SpectralSplats: Robust Differentiable Tracking via Spectral Moment Supervision
Avigail Cohen Rimon, Amir Mann, Mirela Ben Chen, Or Litany
2026-03-26
Summary
This paper introduces a new method called SpectralSplats to improve how computers track 3D objects in videos, specifically when using a technique called 3D Gaussian Splatting which creates very realistic images. It makes tracking more reliable, even when the initial guess of the object's position is way off.
What's the problem?
Existing methods for tracking 3D objects created with 3D Gaussian Splatting struggle when the camera's view is significantly misaligned with the object. This is because the way these methods work relies on seeing the object clearly in the image, and if it's not visible enough, the computer gets 'stuck' and can't adjust the object's position correctly – the signals used to guide the adjustment simply disappear. Essentially, the computer needs some overlap between the rendered object and the real object to know how to move it, and without that overlap, tracking fails.
What's the solution?
SpectralSplats solves this by changing *how* the computer checks if the tracking is correct. Instead of focusing on whether the pixels of the rendered object match the pixels of the real object in the image (spatial domain), it looks at patterns in the image's frequencies (frequency domain). Think of it like recognizing a song by its overall melody rather than individual notes. This allows the computer to get a signal even when the object isn't clearly visible, providing a 'global' guide for improvement. They also developed a way to gradually shift the focus back to precise spatial alignment as the tracking gets better, avoiding issues with the frequency-based approach.
Why it matters?
This is important because it makes tracking 3D objects in videos much more robust and reliable. It allows for accurate tracking even in challenging situations where traditional methods fail, opening up possibilities for applications like virtual reality, augmented reality, and special effects where realistic and stable object tracking is crucial.
Abstract
3D Gaussian Splatting (3DGS) enables real-time, photorealistic novel view synthesis, making it a highly attractive representation for model-based video tracking. However, leveraging the differentiability of the 3DGS renderer "in the wild" remains notoriously fragile. A fundamental bottleneck lies in the compact, local support of the Gaussian primitives. Standard photometric objectives implicitly rely on spatial overlap; if severe camera misalignment places the rendered object outside the target's local footprint, gradients strictly vanish, leaving the optimizer stranded. We introduce SpectralSplats, a robust tracking framework that resolves this "vanishing gradient" problem by shifting the optimization objective from the spatial to the frequency domain.
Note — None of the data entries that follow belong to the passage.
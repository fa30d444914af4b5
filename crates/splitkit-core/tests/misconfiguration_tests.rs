//! Misconfiguration handling per environment

use parking_lot::Mutex;
use splitkit_core::{ClientConfig, ClientError, SplitClient};
use splitkit_registry::VisitorId;
use splitkit_test_utils::{capture_logs, client, clown, RecordingAnalytics, StaticIdentifierService};
use splitkit_vary::{AlertSink, Environment, Misconfiguration};
use std::sync::Arc;
use tracing::Level;

const UNCOVERED: &str = "vary for \"button_size\" does not configure variants three and four";

fn vary_button_size(client: &SplitClient) -> Result<&'static str, ClientError> {
    client.vary(None, &clown(), "button_size", "header", |v| {
        v.when(["one"], || "one")?;
        v.default("two", || "two")?;
        Ok(())
    })
}

#[test]
fn development_raises() {
    let client = client(
        ClientConfig::new(),
        RecordingAnalytics::new(),
        StaticIdentifierService::new(),
    );

    let err = vary_button_size(&client).unwrap_err();
    assert!(!err.is_configuration());
    assert_eq!(err.to_string(), UNCOVERED);
}

#[test]
fn production_logs_and_keeps_running() {
    let analytics = RecordingAnalytics::new();
    let config = ClientConfig::new().with_environment(Environment::Production);
    let client = client(config, analytics.clone(), StaticIdentifierService::new());

    let (result, logs) = capture_logs(|| vary_button_size(&client));

    assert_eq!(result.unwrap(), "one");
    assert_eq!(logs.messages_at(Level::ERROR), vec![UNCOVERED.to_string()]);
    assert_eq!(analytics.tracked_splits(), vec!["button_size"]);
}

#[derive(Default)]
struct RecordingSink(Mutex<Vec<String>>);

impl AlertSink for RecordingSink {
    fn notify(&self, error: &Misconfiguration, error_message: &str) {
        assert_eq!(error.message(), error_message);
        self.0.lock().push(error_message.to_string());
    }
}

#[test]
fn production_forwards_to_alert_sink() {
    let sink = Arc::new(RecordingSink::default());
    let config = ClientConfig::new().with_environment(Environment::Production);
    let client = client(config, RecordingAnalytics::new(), StaticIdentifierService::new())
        .with_alert_sink(sink.clone());

    let mut session = client.online_session(Some(VisitorId::new("fake_visitor_id")));
    let current = splitkit_test_utils::StaticCurrentIdentity::found(&clown());
    let mut web = splitkit_core::WebContext::new(&mut session, &current);

    let value = client
        .vary(Some(&mut web), &clown(), "button_size", "header", |v| {
            v.when(["one", "bogus"], || 1)?;
            v.default("two", || 2)?;
            Ok(())
        })
        .unwrap();

    assert_eq!(value, 1);
    assert_eq!(
        *sink.0.lock(),
        vec![
            "vary for \"button_size\" configures unknown variant \"bogus\"".to_string(),
            UNCOVERED.to_string(),
        ]
    );
}

#[test]
fn unknown_split_is_fatal_everywhere() {
    for environment in [Environment::Development, Environment::Production] {
        let config = ClientConfig::new().with_environment(environment);
        let client = client(config, RecordingAnalytics::new(), StaticIdentifierService::new());

        let err = client
            .vary(None, &clown(), "not_a_real_split", "header", |v| {
                v.default("one", || ())?;
                Ok(())
            })
            .unwrap_err();
        assert!(err.is_configuration());
        assert_eq!(err.to_string(), "unknown split: not_a_real_split");
    }
}
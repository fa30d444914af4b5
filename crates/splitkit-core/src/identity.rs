//! Identity resolution
//!
//! Domain types expose their identifier through [`Identity`]. A live request
//! is represented by an explicit [`WebContext`] handle; whether the identity
//! being resolved is the request's current identity is answered by the
//! request's [`CurrentIdentity`] capability.

use crate::config::UnmatchedIdentityPolicy;
use crate::identifier::Identifier;
use crate::session::OnlineSession;
use std::fmt;

/// Domain object with a split-service identifier
pub trait Identity {
    /// Identifier of this object
    fn identifier(&self) -> Identifier;
}

impl Identity for Identifier {
    fn identifier(&self) -> Identifier {
        self.clone()
    }
}

/// Outcome of asking a request for its current identity
#[derive(Debug, Clone, PartialEq, Eq)]
pub enum IdentityLookup {
    /// The request has a current identity of the asked type
    Found(Identifier),
    /// The request has no current identity of that type
    Absent,
    /// The request cannot expose its current identity; treated as absent
    Inaccessible,
}

impl IdentityLookup {
    /// Whether the lookup found exactly `identifier`
    #[must_use]
    pub fn matches(&self, identifier: &Identifier) -> bool {
        match self {
            Self::Found(current) => current == identifier,
            Self::Absent | Self::Inaccessible => false,
        }
    }
}

/// Request capability answering "who is signed in as `identifier_type`"
#[cfg_attr(test, mockall::automock)]
pub trait CurrentIdentity {
    /// Current identity of `identifier_type`
    fn current(&self, identifier_type: &str) -> IdentityLookup;
}

/// Handle to a live request
pub struct WebContext<'r> {
    /// The request's session
    pub session: &'r mut OnlineSession,
    /// The request's current identity
    pub current: &'r dyn CurrentIdentity,
}

impl<'r> WebContext<'r> {
    /// Create handle
    #[inline]
    #[must_use]
    pub fn new(session: &'r mut OnlineSession, current: &'r dyn CurrentIdentity) -> Self {
        Self { session, current }
    }

    /// Whether `identifier` is the request's current identity
    #[must_use]
    pub fn is_current(&self, identifier: &Identifier) -> bool {
        let lookup = self.current.current(&identifier.identifier_type);
        if lookup == IdentityLookup::Inaccessible {
            tracing::debug!(
                identifier_type = identifier.identifier_type.as_str(),
                "current identity inaccessible; treating as absent"
            );
        }
        lookup.matches(identifier)
    }
}

impl fmt::Debug for WebContext<'_> {
    fn fmt(&self, f: &mut fmt::Formatter<'_>) -> fmt::Result {
        f.debug_struct("WebContext")
            .field("session", &self.session)
            .finish_non_exhaustive()
    }
}

/// Scope an identity resolves in
#[derive(Debug, Clone, Copy, PartialEq, Eq)]
pub enum Scope {
    /// The request's online session
    Online,
    /// A one-shot offline session
    Offline,
}

impl Scope {
    /// Pick the scope for `identifier`
    ///
    /// - no request: offline
    /// - request whose current identity matches: online
    /// - request without a match: decided by `policy`
    #[must_use]
    pub fn choose(
        web: Option<&WebContext<'_>>,
        identifier: &Identifier,
        policy: UnmatchedIdentityPolicy,
    ) -> Self {
        let Some(web) = web else {
            return Self::Offline;
        };
        if web.is_current(identifier) {
            return Self::Online;
        }
        match policy {
            UnmatchedIdentityPolicy::OnlineScope => Self::Online,
            UnmatchedIdentityPolicy::Offline => Self::Offline,
        }
    }
}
By supervising the rendered image via a set of global complex sinusoidal features (Spectral Moments), we construct a global basin of attraction, ensuring that a valid, directional gradient toward the target exists across the entire image domain, even when pixel overlap is completely nonexistent. To harness this global basin without introducing periodic local minima associated with high frequencies, we derive a principled Frequency Annealing schedule from first principles, gracefully transitioning the optimizer from global convexity to precise spatial alignment. We demonstrate that SpectralSplats acts as a seamless, drop-in replacement for spatial losses across diverse deformation parameterizations (from MLPs to sparse control points), successfully recovering complex deformations even from severely misaligned initializations where standard appearance-based tracking catastrophically fails.